AEW boosts Singapore office exposure
AEW is increasing its presence in the Singapore office market. The US-based global institutional property investment manager is understood to be the buyer of 55 Market Street in the traditional Raffles Place financial district.
Last week, vendor Frasers Commercial Trust (FCOT) announced the S$216.8 million sale of the 16-storey building but did not name the buyer. This is the second Singapore office asset AEW clinched in less than two weeks. In late June, it entered into a deal to buy Twenty Anson from CapitaLand Commercial Trust (CCT) for S$516 million. CCT in its announcement of the sale also did not name the buyer.
Market watchers say the acquisition prices seem to be on the high side, translating to low entry yields.
Savills Singapore senior director of research and consultancy Alan Cheong noted that Singapore office yields have been compressing. Perhaps AEW is bullish about Singapore office values, given the ongoing recovery in CBD Grade A rents, which are expected to continue amid tightening supply, he added.
Analysts expect AEW to refurbish the assets, do some tenant repositioning or sell strata units to optimise its investment. Another suggestion is that AEW could engage a co-working operator to take a long-term lease at the buildings.
Word on the street is that both acquisitions will likely be made by AEW’s third Asia-Pacific value-added fund, AEW Value Investors Asia III, which had its final closing recently, with commitments totalling US$1.12 billion inclusive of client co-investment capital.
AEW seems to be adopting a low-profile approach and has not gone public about the two recent acquisitions here. When contacted by BT, its Singapore office declined to comment.
AEW’s acquisition of Twenty Anson near Tanjong Pagar MRT Station reflects S$2,503 per square foot on the building’s net lettable area (NLA) and 2.7 per cent net property yield. The property is on a site with a balance lease term of 88 years.
For 55 Market Street, which is on a site with 999-year leasehold tenure, AEW’s acquisition price works out to S$3,020 psf on NLA and 1.7 per cent implied annualised net property income (NPI) yield based on the NPI for the property for the quarter ended March 31, 2018.
“The entry yield is low,” noted a seasoned commercial property investor, “but then office buildings in Raffles Place, and moreover one with freehold/999-year leasehold tenure, are hard to come by.”
55 Market Street, formerly known as Sinsov Building, had its last major revamp 12 years ago. Some quarters reckon AEW could do another big spruce-up. BT understands that in the past, a strata subdivision plan was already in place for the property but approval for that plan lapsed. AEW could potentially make a re-application for strata subdivision, possibly with one strata title per floor, and sell space in the building on this basis.
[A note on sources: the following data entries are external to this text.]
//! DB-backed session tokens delivered as an HttpOnly cookie.

use std::sync::Arc;

use sha2::{Digest, Sha256};
use subtle::ConstantTimeEq;
use thiserror::Error;
use time::{Duration, OffsetDateTime};
use uuid::Uuid;

use crate::application::repos::{CreateSessionParams, RepoError, SessionsRepo, UsersRepo};
use crate::domain::entities::UserRecord;

pub const SESSION_COOKIE: &str = "dp_session";

const TOKEN_PREFIX: &str = "dp";
const MIN_SECRET_LEN: usize = 32;

#[derive(Debug, Error)]
pub enum SessionError {
    #[error(transparent)]
    Repo(#[from] RepoError),
}

#[derive(Debug, Error)]
pub enum SessionAuthError {
    #[error("missing session token")]
    Missing,
    #[error("invalid session token")]
    Invalid,
    #[error("expired session")]
    Expired,
    #[error("revoked session")]
    Revoked,
}

#[derive(Debug, Clone)]
pub struct SessionIssued {
    pub session_id: Uuid,
    pub token: String,
    pub expires_at: OffsetDateTime,
}

/// The authenticated caller: the session row plus its owning user.
#[derive(Debug, Clone)]
pub struct SessionPrincipal {
    pub session_id: Uuid,
    pub user: UserRecord,
}

#[derive(Clone)]
pub struct SessionService {
    sessions: Arc<dyn SessionsRepo>,
    users: Arc<dyn UsersRepo>,
    ttl: Duration,
}

impl SessionService {
    pub fn new(sessions: Arc<dyn SessionsRepo>, users: Arc<dyn UsersRepo>, ttl: Duration) -> Self {
        Self {
            sessions,
            users,
            ttl,
        }
    }

    pub fn ttl(&self) -> Duration {
        self.ttl
    }

    /// Open a session for the user and return the opaque token to set in the
    /// cookie. Only the SHA-256 of the secret half is persisted.
    pub async fn issue(&self, user_id: Uuid) -> Result<SessionIssued, SessionError> {
        let prefix = Self::generate_prefix();
        let secret = Self::generate_secret();
        let token = format!("{TOKEN_PREFIX}_{prefix}_{secret}");
        let hashed_secret = Self::hash_secret(&secret);
        let expires_at = OffsetDateTime::now_utc() + self.ttl;

        let record = self
            .sessions
            .create_session(CreateSessionParams {
                user_id,
                prefix,
                hashed_secret,
                expires_at,
            })
            .await?;

        Ok(SessionIssued {
            session_id: record.id,
            token,
            expires_at,
        })
    }

    pub async fn revoke(&self, session_id: Uuid) -> Result<(), SessionError> {
        let now = OffsetDateTime::now_utc();
        self.sessions.revoke_session(session_id, now).await?;
        Ok(())
    }

    pub async fn authenticate(&self, token: &str) -> Result<SessionPrincipal, SessionAuthError> {
        let parsed = Self::parse_token(token).ok_or(SessionAuthError::Invalid)?;
        let record = self
            .sessions
            .find_by_prefix(&parsed.prefix)
            .await
            .map_err(|_| SessionAuthError::Invalid)?
            .ok_or(SessionAuthError::Invalid)?;

        let now = OffsetDateTime::now_utc();
        if let Some(revoked_at) = record.revoked_at
            && revoked_at <= now
        {
            return Err(SessionAuthError::Revoked);
        }
        if record.expires_at <= now {
            return Err(SessionAuthError::Expired);
        }

        let hashed_input = Self::hash_secret(&parsed.secret);
        if record.hashed_secret.ct_eq(&hashed_input).unwrap_u8() == 0 {
            return Err(SessionAuthError::Invalid);
        }

        let user = self
            .users
            .find_by_id(record.user_id)
            .await
            .map_err(|_| SessionAuthError::Invalid)?
            .ok_or(SessionAuthError::Invalid)?;

        Ok(SessionPrincipal {
            session_id: record.id,
            user,
        })
    }

    fn hash_secret(secret: &str) -> Vec<u8> {
        let mut hasher = Sha256::new();
        hasher.update(secret.as_bytes());
        hasher.finalize().to_vec()
    }

    fn generate_prefix() -> String {
        Uuid::new_v4().simple().to_string()[..12].to_string()
    }

    fn generate_secret() -> String {
        format!("{}{}", Uuid::new_v4().simple(), Uuid::new_v4().simple())
    }

    fn parse_token(token: &str) -> Option<ParsedToken> {
        let mut parts = token.splitn(3, '_');
        let prefix_tag = parts.next()?;
        if prefix_tag != TOKEN_PREFIX {
            return None;
        }
        let prefix = parts.next()?;
        let secret = parts.next()?;
        if secret.len() < MIN_SECRET_LEN || prefix.is_empty() {
            return None;
        }
        Some(ParsedToken {
            prefix: prefix.to_string(),
            secret: secret.to_string(),
        })
    }
}

struct ParsedToken {
    prefix: String,
    secret: String,
}

#[cfg(test)]
mod tests {
    use super::*;

    #[test]
    fn token_shape_round_trips_through_parser() {
        let prefix = SessionService::generate_prefix();
        let secret = SessionService::generate_secret();
        let token = format!("dp_{prefix}_{secret}");
        let parsed = SessionService::parse_token(&token).expect("parse issued token");
        assert_eq!(parsed.prefix, prefix);
        assert_eq!(parsed.secret, secret);
    }

    #[test]
    fn foreign_or_truncated_tokens_are_rejected() {
        assert!(SessionService::parse_token("sk_abc_0123456789abcdef").is_none());
        assert!(SessionService::parse_token("dp_abc_short").is_none());
        assert!(SessionService::parse_token("dp_onlyprefix").is_none());
    }
}
//! Signup, login, logout, and the current-account endpoint.

use axum::Json;
use axum::extract::{Extension, State};
use axum::http::StatusCode;
use axum::response::IntoResponse;
use axum_extra::extract::cookie::{Cookie, CookieJar, SameSite};
use time::OffsetDateTime;

use crate::application::sessions::SESSION_COOKIE;
use crate::application::users::SignupCommand;

use super::super::error::{ApiError, session_to_api, user_to_api};
use super::super::middleware::CurrentUser;
use super::super::models::{AccountJson, LoginRequest, SignupRequest};
use super::super::state::ApiState;

fn session_cookie(state: &ApiState, token: String, expires_at: OffsetDateTime) -> Cookie<'static> {
    let mut cookie = Cookie::new(SESSION_COOKIE, token);
    cookie.set_path("/");
    cookie.set_http_only(true);
    cookie.set_same_site(SameSite::Lax);
    cookie.set_secure(state.secure_cookies);
    cookie.set_expires(expires_at);
    cookie
}

fn expired_cookie(state: &ApiState) -> Cookie<'static> {
    let mut cookie = Cookie::new(SESSION_COOKIE, "");
    cookie.set_path("/");
    cookie.set_http_only(true);
    cookie.set_same_site(SameSite::Lax);
    cookie.set_secure(state.secure_cookies);
    cookie.set_expires(OffsetDateTime::UNIX_EPOCH);
    cookie
}

pub async fn signup(
    State(state): State<ApiState>,
    jar: CookieJar,
    Json(payload): Json<SignupRequest>,
) -> Result<impl IntoResponse, ApiError> {
    let user = state
        .users
        .signup(SignupCommand {
            name: payload.name,
            username: payload.username,
            email: payload.email,
            password: payload.password,
        })
        .await
        .map_err(user_to_api)?;

    let issued = state.sessions.issue(user.id).await.map_err(session_to_api)?;

    let jar = jar.add(session_cookie(&state, issued.token, issued.expires_at));
    Ok((StatusCode::CREATED, jar, Json(AccountJson::from_record(&user))))
}

pub async fn login(
    State(state): State<ApiState>,
    jar: CookieJar,
    Json(payload): Json<LoginRequest>,
) -> Result<impl IntoResponse, ApiError> {
    let user = state
        .users
        .authenticate(&payload.email, &payload.password)
        .await
        .map_err(user_to_api)?;

    let issued = state.sessions.issue(user.id).await.map_err(session_to_api)?;

    let jar = jar.add(session_cookie(&state, issued.token, issued.expires_at));
    Ok((jar, Json(AccountJson::from_record(&user))))
}

pub async fn logout(
    State(state): State<ApiState>,
    Extension(current): Extension<CurrentUser>,
    jar: CookieJar,
) -> Result<impl IntoResponse, ApiError> {
    let principal = current.require()?;
    state
        .sessions
        .revoke(principal.session_id)
        .await
        .map_err(session_to_api)?;

    let jar = jar.add(expired_cookie(&state));
    Ok((StatusCode::NO_CONTENT, jar))
}

pub async fn me(
    Extension(current): Extension<CurrentUser>,
) -> Result<impl IntoResponse, ApiError> {
    let principal = current.require()?;
    Ok(Json(AccountJson::from_record(&principal.user)))
}
//! Account settings: profile fields, password, avatar.

use axum::Json;
use axum::extract::{Extension, Multipart, State};
use axum::response::IntoResponse;

use crate::application::users::UpdateProfileCommand;

use super::super::error::{ApiError, upload_to_api, user_to_api};
use super::super::middleware::CurrentUser;
use super::super::models::{AccountJson, UpdatePasswordRequest, UpdateUserRequest};
use super::super::state::ApiState;

const AVATAR_CONTENT_TYPES: &[&str] = &["image/jpeg", "image/png", "image/gif", "image/webp"];

pub async fn update_user(
    State(state): State<ApiState>,
    Extension(current): Extension<CurrentUser>,
    Json(payload): Json<UpdateUserRequest>,
) -> Result<impl IntoResponse, ApiError> {
    let principal = current.require()?;
    let updated = state
        .users
        .update_profile(
            &principal.user,
            UpdateProfileCommand {
                name: payload.name,
                bio: payload.bio,
                public_likes: payload.public_likes,
            },
        )
        .await
        .map_err(user_to_api)?;

    Ok(Json(AccountJson::from_record(&updated)))
}

pub async fn update_password(
    State(state): State<ApiState>,
    Extension(current): Extension<CurrentUser>,
    Json(payload): Json<UpdatePasswordRequest>,
) -> Result<impl IntoResponse, ApiError> {
    let principal = current.require()?;
    state
        .users
        .update_password(&principal.user, &payload.current_password, &payload.password)
        .await
        .map_err(user_to_api)?;

    Ok(axum::http::StatusCode::NO_CONTENT)
}

pub async fn update_avatar(
    State(state): State<ApiState>,
    Extension(current): Extension<CurrentUser>,
    mut multipart: Multipart,
) -> Result<impl IntoResponse, ApiError> {
    let principal = current.require()?;

    let field = multipart
        .next_field()
        .await
        .map_err(|err| ApiError::bad_request(err.to_string()))?
        .ok_or_else(|| ApiError::bad_request("missing avatar file"))?;

    let content_type = field
        .content_type()
        .map(|value| value.to_string())
        .ok_or_else(|| ApiError::bad_request("avatar content type is required"))?;
    if !AVATAR_CONTENT_TYPES.contains(&content_type.as_str()) {
        return Err(ApiError::unprocessable("avatar must be a JPEG, PNG, GIF, or WebP image"));
    }

    let original_name = field.file_name().unwrap_or("avatar").to_string();
    let data = field
        .bytes()
        .await
        .map_err(|err| ApiError::bad_request(err.to_string()))?;

    let stored = state
        .upload_storage
        .store(&original_name, data)
        .await
        .map_err(upload_to_api)?;

    let previous = principal.user.avatar_path.clone();
    let updated = state
        .users
        .set_avatar(principal.user.id, Some(&stored.stored_path))
        .await
        .map_err(user_to_api)?;

    if let Some(previous) = previous {
        let _ = state.upload_storage.delete(&previous).await;
    }

    Ok(Json(AccountJson::from_record(&updated)))
}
Strata office sales are gaining momentum in Hong Kong and perhaps AEW envisages this could spread to Singapore. The latest property cooling measures here, which took effect on July 6, target the residential sector and could channel greater property investment demand towards the Singapore office sector.
The building’s NLA of nearly 71,800 sq ft comprises mostly office space. There is a small amount of retail space – in the basement (leased to Japanese restaurant Kiraku) and on the first floor (occupied by Italian restaurant Osteria Art).
Converting the second and possibly even the third levels to retail space could also be considered as part of a potential asset enhancement exercise, according to property consultants.
55 Market Street’s committed occupancy rate is just 87.9 per cent (as at March 31, 2018) but Mr Cheong of Savills says: “Having some vacancy in a building can be useful when one needs to do value adding like repositioning to bring in higher-paying tenants.”
At Twenty Anson, a relatively new building, the scope for asset enhancement is more limited. “Still, they could explore converting some of the existing 55 car park lots into lettable area, perhaps retail space, to boost the building’s income – but this may incur a development charge,” said a market watcher. “AEW could bring in a co-working operator, or try to do strata sales.”
AEW also owns Rivervale Mall in Sengkang (bought in 2015 and held through AEW Value Investors Asia II) and the ground-floor space at Prudential Tower in Church Street.